Running a website costs time and money. Neither domain nor hosting comes for free and producing daily fresh content can easily eat up an entire afternoon. A well researched article may even take up several days or even weeks to write.
Not everyone can afford to be altruistic about this and the wish to cover at least the running costs is quite understandable.

The problem with earning money from a website is, that websites primarily deal in information and information does not have a direct physical manifestation. Most people instantly understand that tangible goods can only be acquired by taking them away from the original owner, who usually expects some kind of compensation for transferring the ownership. Information is different. Information cannot be owned, it can only be known and transferring knowledge does not imply taking it away from the original source.
Our culture has long since established the rule, that that what is taken away must also be paid for. However, since knowledge is always duplicated when acquired, this rule does not apply and people fail to understand the necessity of payment.

For the past couple of decades, content providers have tried to work around the problem by binding information to a physical medium (books, magazines, audio tapes, etc.). That is, trying to make the real product ride piggyback on a physical object, giving people once again the impression of trading according to the age old social contract.
Using physical media as an adapter between an old business model and a new kind of commodity worked well for the time being, but never really addressed the underlying problem.
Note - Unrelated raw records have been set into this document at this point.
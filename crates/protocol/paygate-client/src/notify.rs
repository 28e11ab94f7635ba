//! Inbound payment notifications.

use std::future::Future;

use paygate_types::constants::{FIELD_RETURN_CODE, FIELD_RETURN_MSG, STATUS_FAIL, STATUS_SUCCESS};
use paygate_types::FieldMap;
use paygate_wire::WireResult;
use tracing::{info, warn};

use crate::client::GatewayClient;
use crate::error::GatewayResult;
use crate::verify::{verify_response, SignedEnvelope};

/// Acknowledgement returned to the provider as the notification's HTTP body.
#[derive(Debug, Clone, PartialEq, Eq)]
pub struct NotifyReply {
    success: bool,
    message: String,
}

impl NotifyReply {
    /// Acknowledge the notification (`SUCCESS` / `OK`).
    pub fn success() -> Self {
        Self {
            success: true,
            message: "OK".to_string(),
        }
    }

    /// Refuse the notification; the provider will redeliver it.
    pub fn fail(message: impl Into<String>) -> Self {
        Self {
            success: false,
            message: message.into(),
        }
    }

    pub fn is_success(&self) -> bool {
        self.success
    }

    pub fn message(&self) -> &str {
        &self.message
    }

    /// The reply as fields.
    pub fn to_fields(&self) -> FieldMap {
        let code = if self.success { STATUS_SUCCESS } else { STATUS_FAIL };
        FieldMap::from([(FIELD_RETURN_CODE, code), (FIELD_RETURN_MSG, self.message.as_str())])
    }

    /// The reply as an XML envelope.
    pub fn to_xml(&self) -> WireResult<Vec<u8>> {
        paygate_wire::encode(&self.to_fields())
    }
}

impl GatewayClient {
    /// Decode and verify a notification body.
    pub fn verify_notification(&self, body: &[u8]) -> GatewayResult<SignedEnvelope> {
        verify_response(body, &self.config().key, &self.scheme()?)
    }

    /// Verify a notification and hand it to `handler`.
    ///
    /// The handler only ever sees verified notifications. Its result picks
    /// the reply: `Ok` acknowledges, `Err(message)` refuses with that message.
    /// A notification that fails verification is refused with the error text.
    pub async fn handle_notify<F, Fut>(&self, body: &[u8], handler: F) -> NotifyReply
    where
        F: FnOnce(SignedEnvelope) -> Fut,
        Fut: Future<Output = Result<(), String>>,
    {
        let envelope = match self.verify_notification(body) {
            Ok(envelope) => envelope,
            Err(e) => {
                warn!(error = %e, "Rejected notification");
                return NotifyReply::fail(e.to_string());
            }
        };

        let out_trade_no = envelope.get("out_trade_no").map(str::to_string);
        match handler(envelope).await {
            Ok(()) => {
                info!(out_trade_no = ?out_trade_no, "Notification handled");
                NotifyReply::success()
            }
            Err(message) => {
                warn!(out_trade_no = ?out_trade_no, reason = %message, "Notification handler refused");
                NotifyReply::fail(message)
            }
        }
    }
}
A fact, that is increasingly getting back at the content industry as technology advances.
With the growing popularity of the internet, more and more of the adapter technologies are becoming more and more obsolete, resulting in a diminishing profit margin of the providers in question and leading to the conclusion, that trying to sell information directly to the consumer is a dying business model.

It is, of course, still possible to make money on the web by selling subscriptions to premium content, but for most blogs, alternatives are required which usually means some form of advertisement.